Au Conservatoire royal de Liège, l'heure est à l'évaluation artistique en présence d'un jury et d'un public
Au Conservatoire royal de Liège, l'heure est à l'évaluation artistique en présence d'un jury et d'un public - © Tous droits réservés

Au conservatoire royal de Liège, Domaine de la musique, se déroule depuis la fin du mois de mai et jusqu'à la fin de cette semaine de juin, l'évaluation artistique de près de 300 élèves. Au planning notamment, la classe de trompette. Elle compte huit élèves. Huit garçons. Certains sont en début de cycle, d'autres en dernière année. Tous doivent présenter différentes pièces musicales, parmi lesquelles un concerto mais aussi un lied de Verdi. Ces élèves seront jugés sur l'exécution proprement dite de ces oeuvres mais pas seulement, comme l'explique Rosario Macaluso, responsable de la classe de trompette du Conservatoire de Liège:" La chose la plus difficile c'est d'arriver à faire passer une émotion. Vous savez, lors de tout concours, vous pouvez jouer parfaitement mais comme peut le faire un ordinateur. Mon cours est surtout basé sur l'émotion, sur la technique qui doit libérer l'élève et la personnalité qui doit en sortir."
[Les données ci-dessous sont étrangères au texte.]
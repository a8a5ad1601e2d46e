//! Script interpreter
//!
//! A stack machine that decides whether an unlocking script satisfies a
//! locking script for one input of a transaction. Security limits:
//! - Unlocking scripts must be push-only
//! - Stack depth and script size are bounded
//! - Every conditional must be closed within the script that opened it
//!
//! Besides the usual pay-to-key opcodes it implements the output covenant
//! `OP_CHECKOUTPUTSVERIFY`, which lets a locking script constrain the shape
//! of the outputs of the transaction that spends it.

use secp256k1::PublicKey;

use super::opcodes::OpCode;
use super::script::{decode_script_num, encode_script_num, Chunk, Script, ScriptError};
use super::sighash::{self, BaseSigHash, SigHashType};
use super::transaction::{Transaction, TransactionOutput, NOMINAL_ITEM_VALUE};
use crate::crypto::{double_sha256, hash160, sha256, verify_signature};

// =============================================================================
// Interpreter Constants
// =============================================================================

/// Maximum stack depth
pub const MAX_STACK_SIZE: usize = 1000;

/// Maximum size of a single script
pub const MAX_SCRIPT_SIZE: usize = 10_000;

/// Items consumed by `OP_CHECKOUTPUTSVERIFY`
pub const CHECK_OUTPUTS_ARITY: usize = 8;

// =============================================================================
// Spend Context
// =============================================================================

/// The input being verified and the output it spends
#[derive(Debug, Clone, Copy)]
pub struct SpendContext<'a> {
    pub tx: &'a Transaction,
    pub input_index: usize,
    pub locking_script: &'a Script,
    pub value: u64,
}

impl<'a> SpendContext<'a> {
    pub fn new(
        tx: &'a Transaction,
        input_index: usize,
        locking_script: &'a Script,
        value: u64,
    ) -> Self {
        Self {
            tx,
            input_index,
            locking_script,
            value,
        }
    }

    fn preimage(&self, sighash: SigHashType) -> Result<Vec<u8>, ScriptError> {
        sighash::preimage(
            self.tx,
            self.input_index,
            self.locking_script,
            self.value,
            sighash,
        )
        .map_err(|e| ScriptError::ExecutionFailed(e.to_string()))
    }
}

// =============================================================================
// Interpreter
// =============================================================================

/// Stack machine evaluating scripts for one input
pub struct Interpreter<'a> {
    /// Data stack
    stack: Vec<Vec<u8>>,
    /// Branch execution flags for open conditionals
    exec: Vec<bool>,
    /// Spend being verified
    context: SpendContext<'a>,
}

impl<'a> Interpreter<'a> {
    /// Create an interpreter with an empty stack
    pub fn new(context: SpendContext<'a>) -> Self {
        Self {
            stack: Vec::with_capacity(16),
            exec: Vec::new(),
            context,
        }
    }

    /// Current stack, bottom first
    pub fn stack(&self) -> &[Vec<u8>] {
        &self.stack
    }

    /// Run a script against the current stack
    pub fn execute(&mut self, script: &Script) -> Result<(), ScriptError> {
        if script.len() > MAX_SCRIPT_SIZE {
            return Err(ScriptError::ScriptTooLarge(script.len()));
        }

        for chunk in script.chunks()? {
            self.step(&chunk)?;
        }

        if !self.exec.is_empty() {
            return Err(ScriptError::UnbalancedConditional);
        }
        Ok(())
    }

    fn executing(&self) -> bool {
        self.exec.iter().all(|b| *b)
    }

    fn step(&mut self, chunk: &Chunk) -> Result<(), ScriptError> {
        let executing = self.executing();

        let opcode = match chunk {
            Chunk::Push { data, .. } => {
                if executing {
                    self.push(data.clone())?;
                }
                return Ok(());
            }
            Chunk::Op(byte) => *byte,
        };

        let op = OpCode::from_byte(opcode);

        // Conditionals are tracked even inside unexecuted branches
        match op {
            Some(OpCode::If) | Some(OpCode::NotIf) => {
                let mut branch = false;
                if executing {
                    let top = self.pop()?;
                    branch = cast_to_bool(&top);
                    if op == Some(OpCode::NotIf) {
                        branch = !branch;
                    }
                }
                self.exec.push(branch);
                return Ok(());
            }
            Some(OpCode::Else) => {
                let last = self
                    .exec
                    .last_mut()
                    .ok_or(ScriptError::UnbalancedConditional)?;
                *last = !*last;
                return Ok(());
            }
            Some(OpCode::EndIf) => {
                self.exec.pop().ok_or(ScriptError::UnbalancedConditional)?;
                return Ok(());
            }
            _ => {}
        }

        if !executing {
            return Ok(());
        }

        let op = op.ok_or_else(|| {
            ScriptError::ExecutionFailed(format!("unknown opcode 0x{:02x}", opcode))
        })?;

        match op {
            OpCode::Op0 => self.push(Vec::new())?,
            OpCode::Op1Negate | OpCode::Op1 | OpCode::Op2 | OpCode::Op3 | OpCode::Op4
            | OpCode::Op5 | OpCode::Op6 | OpCode::Op7 | OpCode::Op8 | OpCode::Op9
            | OpCode::Op10 | OpCode::Op11 | OpCode::Op12 | OpCode::Op13 | OpCode::Op14
            | OpCode::Op15 | OpCode::Op16 => {
                let n = op.small_int_value().unwrap_or_default();
                self.push(encode_script_num(n))?;
            }

            OpCode::Nop => {}
            OpCode::Verify => {
                let top = self.pop()?;
                if !cast_to_bool(&top) {
                    return Err(fail("OP_VERIFY"));
                }
            }
            OpCode::Return => return Err(fail("OP_RETURN")),

            OpCode::TwoDrop => {
                self.pop()?;
                self.pop()?;
            }
            OpCode::Drop => {
                self.pop()?;
            }
            OpCode::Dup => {
                let top = self.stack.last().ok_or(ScriptError::StackUnderflow)?.clone();
                self.push(top)?;
            }
            OpCode::Swap => {
                let a = self.pop()?;
                let b = self.pop()?;
                self.push(a)?;
                self.push(b)?;
            }

            OpCode::Equal | OpCode::EqualVerify => {
                let a = self.pop()?;
                let b = self.pop()?;
                let equal = a == b;
                if op == OpCode::EqualVerify {
                    if !equal {
                        return Err(fail("OP_EQUALVERIFY"));
                    }
                } else {
                    self.push(bool_bytes(equal))?;
                }
            }

            OpCode::Sha256 => {
                let top = self.pop()?;
                self.push(sha256(&top).to_vec())?;
            }
            OpCode::Hash160 => {
                let top = self.pop()?;
                self.push(hash160(&top).to_vec())?;
            }
            OpCode::Hash256 => {
                let top = self.pop()?;
                self.push(double_sha256(&top).to_vec())?;
            }

            OpCode::CheckSig | OpCode::CheckSigVerify => {
                let pubkey = self.pop()?;
                let signature = self.pop()?;
                let valid = self.check_signature(&signature, &pubkey)?;
                if op == OpCode::CheckSigVerify {
                    if !valid {
                        return Err(fail("OP_CHECKSIGVERIFY"));
                    }
                } else {
                    self.push(bool_bytes(valid))?;
                }
            }

            OpCode::CheckOutputsVerify => self.check_outputs()?,

            OpCode::PushData1 | OpCode::PushData2 | OpCode::PushData4 => {
                // Parsed as pushes by `Script::chunks`
                return Err(ScriptError::Malformed("bare push opcode".to_string()));
            }
            OpCode::If | OpCode::NotIf | OpCode::Else | OpCode::EndIf => {}
        }

        Ok(())
    }

    /// Verify a signature with its trailing sighash byte against the spend
    fn check_signature(&self, signature: &[u8], pubkey: &[u8]) -> Result<bool, ScriptError> {
        let Some((&sighash_byte, der)) = signature.split_last() else {
            return Ok(false);
        };
        let sighash = SigHashType::from_byte(sighash_byte);
        if !sighash.has_fork_id() || sighash.base().is_none() {
            return Err(ScriptError::InvalidSignature);
        }

        let pubkey = PublicKey::from_slice(pubkey).map_err(|_| ScriptError::InvalidPublicKey)?;
        let digest = double_sha256(&self.context.preimage(sighash)?);
        verify_signature(&pubkey, &digest, der).map_err(|_| ScriptError::InvalidSignature)
    }

    /// `OP_CHECKOUTPUTSVERIFY`
    ///
    /// Stack, top first: `<pubkey> <price> <payee_pkh> <signature> <preimage>
    /// <trailing_outputs> <payment_value> <buyer_pkh>`. All eight are consumed.
    fn check_outputs(&mut self) -> Result<(), ScriptError> {
        if self.stack.len() < CHECK_OUTPUTS_ARITY {
            return Err(ScriptError::StackUnderflow);
        }
        let pubkey = self.pop()?;
        let price = decode_script_num(&self.pop()?)?;
        let payee_pkh = self.pop()?;
        let signature = self.pop()?;
        let preimage = self.pop()?;
        let trailing_outputs = self.pop()?;
        let payment_value = decode_script_num(&self.pop()?)?;
        let buyer_pkh = self.pop()?;

        // The preimage must be signed by the push-tx key under its own type
        let sighash = sighash::preimage_sighash_type(&preimage)
            .ok_or_else(|| fail("preimage too short"))?;
        if signature.last().copied() != Some(sighash.as_byte()) {
            return Err(fail("signature type differs from preimage type"));
        }
        let pubkey = PublicKey::from_slice(&pubkey).map_err(|_| ScriptError::InvalidPublicKey)?;
        let der = &signature[..signature.len() - 1];
        let digest = double_sha256(&preimage);
        if !verify_signature(&pubkey, &digest, der).map_err(|_| ScriptError::InvalidSignature)? {
            return Err(fail("push-tx signature does not verify"));
        }

        // The preimage must be this input's real preimage
        if sighash.base() != Some(BaseSigHash::All) || !sighash.has_fork_id() {
            return Err(fail("preimage must commit to all outputs"));
        }
        if preimage != self.context.preimage(sighash)? {
            return Err(fail("preimage does not match spending transaction"));
        }

        // The committed outputs must start with item and payment outputs
        let buyer_pkh: [u8; 20] = buyer_pkh
            .as_slice()
            .try_into()
            .map_err(|_| fail("buyer key hash must be 20 bytes"))?;
        let payee_pkh: [u8; 20] = payee_pkh
            .as_slice()
            .try_into()
            .map_err(|_| fail("payee key hash must be 20 bytes"))?;
        if payment_value < 0 {
            return Err(fail("negative payment value"));
        }

        let mut outputs = Vec::new();
        TransactionOutput::new(NOMINAL_ITEM_VALUE, Script::p2pkh(&buyer_pkh))
            .write_to(&mut outputs);
        TransactionOutput::new(payment_value as u64, Script::p2pkh(&payee_pkh))
            .write_to(&mut outputs);
        outputs.extend_from_slice(&trailing_outputs);

        if Some(double_sha256(&outputs)) != sighash::preimage_hash_outputs(&preimage) {
            return Err(fail("outputs do not match the required shape"));
        }

        if price <= 0 || payment_value < price {
            return Err(fail("payment below price"));
        }
        Ok(())
    }

    fn push(&mut self, item: Vec<u8>) -> Result<(), ScriptError> {
        if self.stack.len() >= MAX_STACK_SIZE {
            return Err(ScriptError::ExecutionFailed("stack overflow".to_string()));
        }
        self.stack.push(item);
        Ok(())
    }

    fn pop(&mut self) -> Result<Vec<u8>, ScriptError> {
        self.stack.pop().ok_or(ScriptError::StackUnderflow)
    }
}

fn fail(reason: &str) -> ScriptError {
    ScriptError::ExecutionFailed(reason.to_string())
}

fn bool_bytes(value: bool) -> Vec<u8> {
    if value {
        vec![1]
    } else {
        Vec::new()
    }
}

/// Script truthiness: any non-zero byte, except a lone sign bit at the end
pub fn cast_to_bool(bytes: &[u8]) -> bool {
    for (i, byte) in bytes.iter().enumerate() {
        if *byte != 0 {
            return !(i == bytes.len() - 1 && *byte == 0x80);
        }
    }
    false
}

// =============================================================================
// Verification entry points
// =============================================================================

/// Verify that input `input_index` of `tx` may spend an output locked by
/// `locking_script` holding `value`
pub fn verify_spend(
    tx: &Transaction,
    input_index: usize,
    locking_script: &Script,
    value: u64,
) -> Result<(), ScriptError> {
    let input = tx.inputs.get(input_index).ok_or_else(|| {
        ScriptError::ExecutionFailed(format!("input {} out of range", input_index))
    })?;
    if !input.unlocking_script.is_push_only() {
        return Err(ScriptError::Malformed(
            "unlocking script must be push-only".to_string(),
        ));
    }

    let context = SpendContext::new(tx, input_index, locking_script, value);
    let mut interpreter = Interpreter::new(context);
    interpreter.execute(&input.unlocking_script)?;
    interpreter.execute(locking_script)?;

    match interpreter.stack().last() {
        Some(top) if cast_to_bool(top) => Ok(()),
        _ => Err(fail("script evaluated to false")),
    }
}

/// Verify an input against its attached source output
pub fn verify_input(tx: &Transaction, input_index: usize) -> Result<(), ScriptError> {
    let source = tx
        .source_output(input_index)
        .map_err(|e| ScriptError::ExecutionFailed(e.to_string()))?;
    verify_spend(tx, input_index, &source.locking_script, source.value)
}

// =============================================================================
// Tests
// =============================================================================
Félicien, 18 ans, est en première année. Malgré un gros stress, il est plutôt confiant quant à sa prestation. Depuis l'enfance, il sait qu'il veut jouer de la trompette: " Quand j'ai eu cinq ans, ma mère m'a inscrit à un cours de batterie mais moi je voulais faire de la trompette! Il n'y a pas de raison très rationnelle qui explique cette envie...c'est mon inconscient qui a choisi je crois." La formation que suit Félicien est une formation classique qui, estime-t-il, est la plus complète et la plus technique que l'on peut recevoir. Une formation qui peut ouvrir par la suite d'autres portes, celles du jazz par exemple. Mais le jeune trompettiste ambitionne plutôt d'intégrer les Musiques Royales de la Défense: " J'aimerais beaucoup pouvoir rentrer dans une des trois musiques militaires du pays. Il n'y en a que trois, c'est très peu mais je vais tout faire pour y arriver." Félicien travaille son instrument deux heures par jour, minimum. Pour Stéphane De May, Directeur du Conservatoire de Liège, Domaine de la musique, l'évaluation artistique en public représente un réel stimulant pour ces jeunes musiciens: " Certains examens se font à huis-clos dirons-nous, mais les évaluations artistiques se font en public et je peux vous garantir que pour un artiste, c'est évidemment plus intéressant de jouer devant des spectateurs. De plus, le fait d'être confronté à un avis extérieur, c'est aussi une réalité du métier que ces étudiants expérimenteront demain et c'est très important, car c'est le public qui fera que ceux-ci pourront accéder à une zone où ils prendront réellement conscience des progrès qu'ils auront faits. " Pour Stéphane De May, cette évaluation artistique est un moment particulier, une sorte de carrefour où l'étudiant est amené à présenter tout le travail d'une année, une oeuvre qu'il faut défendre.